Hi Natasha, I’ll answer the second part of the question, because I don’t think there is a complex definition of the brain (there are lots of complex ideas, but they don’t amount to a definition – in a way this is part of the problem we face: can we make sense of all the different ideas about how the brain works, so that they can be summarized in a few, hopefully simple principles).
So, what are the main functions of the brain? This is a very interesting question, and other neuroscientists/psychologists would disagree with me. But I think we already know enough about the brain to see some big patterns which correspond roughly to different functions.
2) Planning and controlling responses to objects and events in our immediate environment.
3) Identifying and recognizing things, hearing, language and meaning.
4) Bodily sensation and movement.
5) Planning and deciding, controlling other parts of the brain to perform complex tasks.

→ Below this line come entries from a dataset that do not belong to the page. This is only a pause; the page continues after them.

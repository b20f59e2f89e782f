//! Security and distribution groups.

use serde::{Deserialize, Serialize};
use std::sync::Arc;
use tracing::{debug, info, instrument, warn};

use super::membership::{compute_membership_diff, fetch_members, MembershipDiff};
use super::{guid_of, required, set_or_clear, ObjectStore};
use crate::cache::CacheManager;
use crate::codec::{encode_sid, escape_dn_value, normalize_dn_case};
use crate::error::{DirectoryError, DirectoryResult};
use crate::normalizer::IdentityNormalizer;
use crate::operation::{Entry, Modification, NewEntry};
use crate::traits::Directory;

const GROUP_CLASS: &str = "group";
const DEFAULT_CONTAINER: &str = "CN=Users";
const GROUP_ATTRIBUTES: &[&str] = &[
    "objectClass",
    "objectGUID",
    "objectSid",
    "cn",
    "sAMAccountName",
    "description",
    "groupType",
];

/// `groupType` bit flags.
pub mod group_type {
    /// Created by the system (builtin groups).
    pub const BUILTIN_LOCAL: u32 = 0x0000_0001;
    /// Global scope.
    pub const GLOBAL: u32 = 0x0000_0002;
    /// Domain-local scope.
    pub const DOMAIN_LOCAL: u32 = 0x0000_0004;
    /// Universal scope.
    pub const UNIVERSAL: u32 = 0x0000_0008;
    /// Security-enabled (otherwise distribution).
    pub const SECURITY: u32 = 0x8000_0000;
}

/// Group scope.
#[derive(Debug, Clone, Copy, Default, PartialEq, Eq, Serialize, Deserialize)]
#[serde(rename_all = "snake_case")]
pub enum GroupScope {
    #[default]
    Global,
    DomainLocal,
    Universal,
}

impl GroupScope {
    fn flag(self) -> u32 {
        match self {
            Self::Global => group_type::GLOBAL,
            Self::DomainLocal => group_type::DOMAIN_LOCAL,
            Self::Universal => group_type::UNIVERSAL,
        }
    }

    /// AD refuses to convert directly between global and domain-local.
    fn needs_universal_step(self, target: Self) -> bool {
        matches!(
            (self, target),
            (Self::Global, Self::DomainLocal) | (Self::DomainLocal, Self::Global)
        )
    }
}

/// Group category.
#[derive(Debug, Clone, Copy, Default, PartialEq, Eq, Serialize, Deserialize)]
#[serde(rename_all = "snake_case")]
pub enum GroupCategory {
    #[default]
    Security,
    Distribution,
}

/// Encode scope and category as the signed `groupType` integer AD stores.
pub fn encode_group_type(scope: GroupScope, category: GroupCategory) -> i32 {
    let mut bits = scope.flag();
    if category == GroupCategory::Security {
        bits |= group_type::SECURITY;
    }
    i32::from_ne_bytes(bits.to_ne_bytes())
}

/// Decode a `groupType` value.
pub fn decode_group_type(value: i32) -> DirectoryResult<(GroupScope, GroupCategory)> {
    let bits = u32::from_ne_bytes(value.to_ne_bytes());
    let scope = if bits & group_type::GLOBAL != 0 {
        GroupScope::Global
    } else if bits & group_type::DOMAIN_LOCAL != 0 {
        GroupScope::DomainLocal
    } else if bits & group_type::UNIVERSAL != 0 {
        GroupScope::Universal
    } else {
        return Err(DirectoryError::codec(format!(
            "groupType {value} carries no scope"
        )));
    };
    let category = if bits & group_type::SECURITY != 0 {
        GroupCategory::Security
    } else {
        GroupCategory::Distribution
    };
    Ok((scope, category))
}

/// A group as read from the directory.
#[derive(Debug, Clone, PartialEq, Eq, Serialize)]
pub struct Group {
    pub guid: String,
    pub sid: String,
    pub dn: String,
    pub name: String,
    pub sam_account_name: String,
    pub description: Option<String>,
    pub scope: GroupScope,
    pub category: GroupCategory,
}

impl Group {
    fn from_entry(entry: &Entry) -> DirectoryResult<Self> {
        let sid = entry
            .first_bytes("objectSid")
            .map(encode_sid)
            .transpose()?
            .ok_or_else(|| DirectoryError::internal(format!("{}: objectSid missing", entry.dn)))?;
        let raw_type = required(entry, "groupType")?;
        let value = raw_type.parse::<i32>().map_err(|_| {
            DirectoryError::codec(format!("{}: groupType '{raw_type}' is not an integer", entry.dn))
        })?;
        let (scope, category) = decode_group_type(value)?;

        Ok(Self {
            guid: guid_of(entry)?,
            sid,
            dn: normalize_dn_case(&entry.dn),
            name: required(entry, "cn")?,
            sam_account_name: required(entry, "sAMAccountName")?,
            description: entry.first("description").map(str::to_string),
            scope,
            category,
        })
    }
}

/// Parameters for a new group.
#[derive(Debug, Clone, PartialEq, Eq, Serialize, Deserialize)]
pub struct NewGroup {
    /// Common name; becomes the RDN.
    pub name: String,
    /// Defaults to `name`.
    #[serde(default)]
    pub sam_account_name: Option<String>,
    /// Parent container DN; defaults to `CN=Users` under the naming context.
    #[serde(default)]
    pub container: Option<String>,
    #[serde(default)]
    pub scope: GroupScope,
    #[serde(default)]
    pub category: GroupCategory,
    #[serde(default)]
    pub description: Option<String>,
}

impl NewGroup {
    pub fn new(name: impl Into<String>) -> Self {
        Self {
            name: name.into(),
            sam_account_name: None,
            container: None,
            scope: GroupScope::default(),
            category: GroupCategory::default(),
            description: None,
        }
    }

    #[must_use]
    pub fn with_sam_account_name(mut self, sam: impl Into<String>) -> Self {
        self.sam_account_name = Some(sam.into());
        self
    }

    #[must_use]
    pub fn in_container(mut self, container: impl Into<String>) -> Self {
        self.container = Some(container.into());
        self
    }

    #[must_use]
    pub fn with_scope(mut self, scope: GroupScope) -> Self {
        self.scope = scope;
        self
    }

    #[must_use]
    pub fn with_category(mut self, category: GroupCategory) -> Self {
        self.category = category;
        self
    }

    #[must_use]
    pub fn with_description(mut self, description: impl Into<String>) -> Self {
        self.description = Some(description.into());
        self
    }
}

/// Changes to an existing group. `None` leaves a field alone; an empty
/// description clears it.
#[derive(Debug, Clone, Default, PartialEq, Eq, Serialize, Deserialize)]
pub struct GroupUpdate {
    #[serde(default)]
    pub name: Option<String>,
    #[serde(default)]
    pub sam_account_name: Option<String>,
    #[serde(default)]
    pub container: Option<String>,
    #[serde(default)]
    pub description: Option<String>,
    #[serde(default)]
    pub scope: Option<GroupScope>,
    #[serde(default)]
    pub category: Option<GroupCategory>,
}

/// Group CRUD and membership reconciliation.
pub struct GroupManager<D: ?Sized> {
    store: ObjectStore<D>,
    normalizer: IdentityNormalizer<D>,
}

impl<D: ?Sized> Clone for GroupManager<D> {
    fn clone(&self) -> Self {
        Self {
            store: self.store.clone(),
            normalizer: self.normalizer.clone(),
        }
    }
}

impl<D> GroupManager<D>
where
    D: Directory + ?Sized,
{
    pub fn new(directory: Arc<D>, cache: Arc<CacheManager>) -> Self {
        let normalizer = IdentityNormalizer::new(Arc::clone(&directory), Arc::clone(&cache));
        Self {
            store: ObjectStore::new(directory, cache),
            normalizer,
        }
    }

    /// Bound concurrent member lookups in [`Self::set_members`].
    #[must_use]
    pub fn with_lookup_concurrency(mut self, concurrency: usize) -> Self {
        self.normalizer = self.normalizer.with_concurrency(concurrency);
        self
    }

    #[instrument(skip(self, new_group), fields(name = %new_group.name))]
    pub async fn create(&self, new_group: &NewGroup) -> DirectoryResult<Group> {
        let container = self
            .store
            .container_or(new_group.container.as_deref(), Some(DEFAULT_CONTAINER));
        let dn = format!("CN={},{container}", escape_dn_value(&new_group.name));
        let sam = new_group.sam_account_name.as_deref().unwrap_or(&new_group.name);
        let group_type = encode_group_type(new_group.scope, new_group.category);

        let entry = NewEntry::new(dn.clone())
            .with_values("objectClass", ["top", GROUP_CLASS])
            .with("cn", new_group.name.as_str())
            .with("sAMAccountName", sam)
            .with("groupType", group_type.to_string())
            .with_opt(
                "description",
                new_group.description.as_deref().filter(|d| !d.is_empty()),
            );
        self.store.directory().add(entry).await?;

        let group = Group::from_entry(&self.store.reload(&dn, GROUP_ATTRIBUTES).await?)?;
        info!(dn = %group.dn, guid = %group.guid, "Group created");
        Ok(group)
    }

    pub async fn get(&self, guid: &str) -> DirectoryResult<Group> {
        let entry = self
            .store
            .find_by_guid(guid, GROUP_CLASS, GROUP_ATTRIBUTES)
            .await?;
        Group::from_entry(&entry)
    }

    /// Apply `update`. Swapping Global and DomainLocal takes two writes; if
    /// the second fails the group is left Universal.
    #[instrument(skip(self, update))]
    pub async fn update(&self, guid: &str, update: &GroupUpdate) -> DirectoryResult<Group> {
        let entry = self
            .store
            .find_by_guid(guid, GROUP_CLASS, GROUP_ATTRIBUTES)
            .await?;
        let current = Group::from_entry(&entry)?;

        let mut changes = Vec::new();
        if let Some(description) = &update.description {
            if current.description.as_deref().unwrap_or_default() != description.as_str() {
                changes.push(set_or_clear("description", description));
            }
        }
        if let Some(sam) = &update.sam_account_name {
            if &current.sam_account_name != sam {
                changes.push(Modification::replace("sAMAccountName", sam.as_str()));
            }
        }

        let scope = update.scope.unwrap_or(current.scope);
        let category = update.category.unwrap_or(current.category);
        let mut stepped = false;
        if (scope, category) != (current.scope, current.category) {
            if current.scope.needs_universal_step(scope) {
                debug!(from = ?current.scope, to = ?scope, "Converting scope through universal");
                let step = encode_group_type(GroupScope::Universal, current.category);
                self.store
                    .modify(
                        &entry.dn,
                        vec![Modification::replace("groupType", step.to_string())],
                    )
                    .await?;
                stepped = true;
            }
            let value = encode_group_type(scope, category);
            changes.push(Modification::replace("groupType", value.to_string()));
        }

        let mut written = match self.store.modify(&entry.dn, changes).await {
            Ok(written) => written,
            Err(err) => {
                if stepped {
                    // Repeating the update finishes the conversion.
                    warn!(
                        dn = %entry.dn,
                        target = ?scope,
                        error = %err,
                        "Scope change failed; group left universal"
                    );
                }
                return Err(err);
            }
        };

        let new_name = update.name.as_deref().filter(|n| *n != current.name);
        let dn = self
            .store
            .relocate(
                &entry.dn,
                "CN",
                new_name,
                update.container.as_deref(),
                false,
            )
            .await?;
        written |= dn != entry.dn;

        if !written {
            return Ok(current);
        }
        if update.sam_account_name.is_some() {
            self.store.cache().invalidate_dn(&dn);
        }
        let group = Group::from_entry(&self.store.reload(&dn, GROUP_ATTRIBUTES).await?)?;
        info!(dn = %group.dn, "Group updated");
        Ok(group)
    }

    #[instrument(skip(self))]
    pub async fn delete(&self, guid: &str) -> DirectoryResult<()> {
        let entry = self
            .store
            .find_by_guid(guid, GROUP_CLASS, GROUP_ATTRIBUTES)
            .await?;
        self.store.delete(&entry.dn).await?;
        info!(dn = %entry.dn, "Group deleted");
        Ok(())
    }

    /// Current members as case-normalized DNs.
    pub async fn get_members(&self, guid: &str) -> DirectoryResult<Vec<String>> {
        let entry = self
            .store
            .find_by_guid(guid, GROUP_CLASS, GROUP_ATTRIBUTES)
            .await?;
        let members = fetch_members(self.store.directory().as_ref(), &entry.dn).await?;
        Ok(members.iter().map(|dn| normalize_dn_case(dn)).collect())
    }

    /// Make the group's members exactly `desired`.
    ///
    /// Each identifier may be a DN, GUID, SID, UPN or sAMAccountName. All of
    /// them are resolved before anything is written; the changes then go out
    /// in a single modify, or not at all when membership already matches.
    #[instrument(skip(self, desired), fields(desired = desired.len()))]
    pub async fn set_members<S>(&self, guid: &str, desired: &[S]) -> DirectoryResult<MembershipDiff>
    where
        S: AsRef<str> + Sync,
    {
        let entry = self
            .store
            .find_by_guid(guid, GROUP_CLASS, GROUP_ATTRIBUTES)
            .await?;

        let resolved = self.normalizer.normalize_to_dn_batch(desired).await?;
        let desired_dns: Vec<String> = desired
            .iter()
            .filter_map(|id| resolved.get(id.as_ref()).cloned())
            .collect();

        let current = fetch_members(self.store.directory().as_ref(), &entry.dn).await?;
        let diff = compute_membership_diff(&desired_dns, &current);
        if diff.is_empty() {
            debug!(dn = %entry.dn, members = current.len(), "Membership already up to date");
            return Ok(diff);
        }

        self.store
            .modify(&entry.dn, diff.to_modifications())
            .await?;
        info!(
            dn = %entry.dn,
            added = diff.to_add.len(),
            removed = diff.to_remove.len(),
            "Group membership reconciled"
        );
        Ok(diff)
    }
}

6) Remembering events and places
7) Experiencing fear, remembering and avoiding danger.
8 ) Learning to do things that have worked well in the past.
Each of these points is associated with a particular part of the brain (1-5 are different parts of the wrinkley outer cortex; 6-8 are subcortical structures) which are more or less specialized for the things I’ve listed, but they interact with one another in complex behaviours. For example the parts of the brain involved in planning are linked to those involved with memory, language and meaning (and hearing) to allow speak and understand what others say.
There are some other parts of the brain I haven’t mentioned – these are the ones that are important to understanding thinking, feeling, remembering, seeing etc. (cognition).
The points listed above are quite vague, and for some parts of the brain (notably visual cortex) we have a much more detailed understanding of how they work. Some of the other parts of the brain are much less understood.
It’s not obvious (to me) that the brain can be divided up into different functions and separate chunks that perform those functions. It looks to me as if the different functions merge into one another as we move from one area of the brain to an nearby area.
Some of the things we might imagine are quite different (for example memory for everyday events and navigation) turn out to be linked quite closely in the brain, while others that seem essentially the same turn out to have multiple different systems, which can compete or work together to control our actions.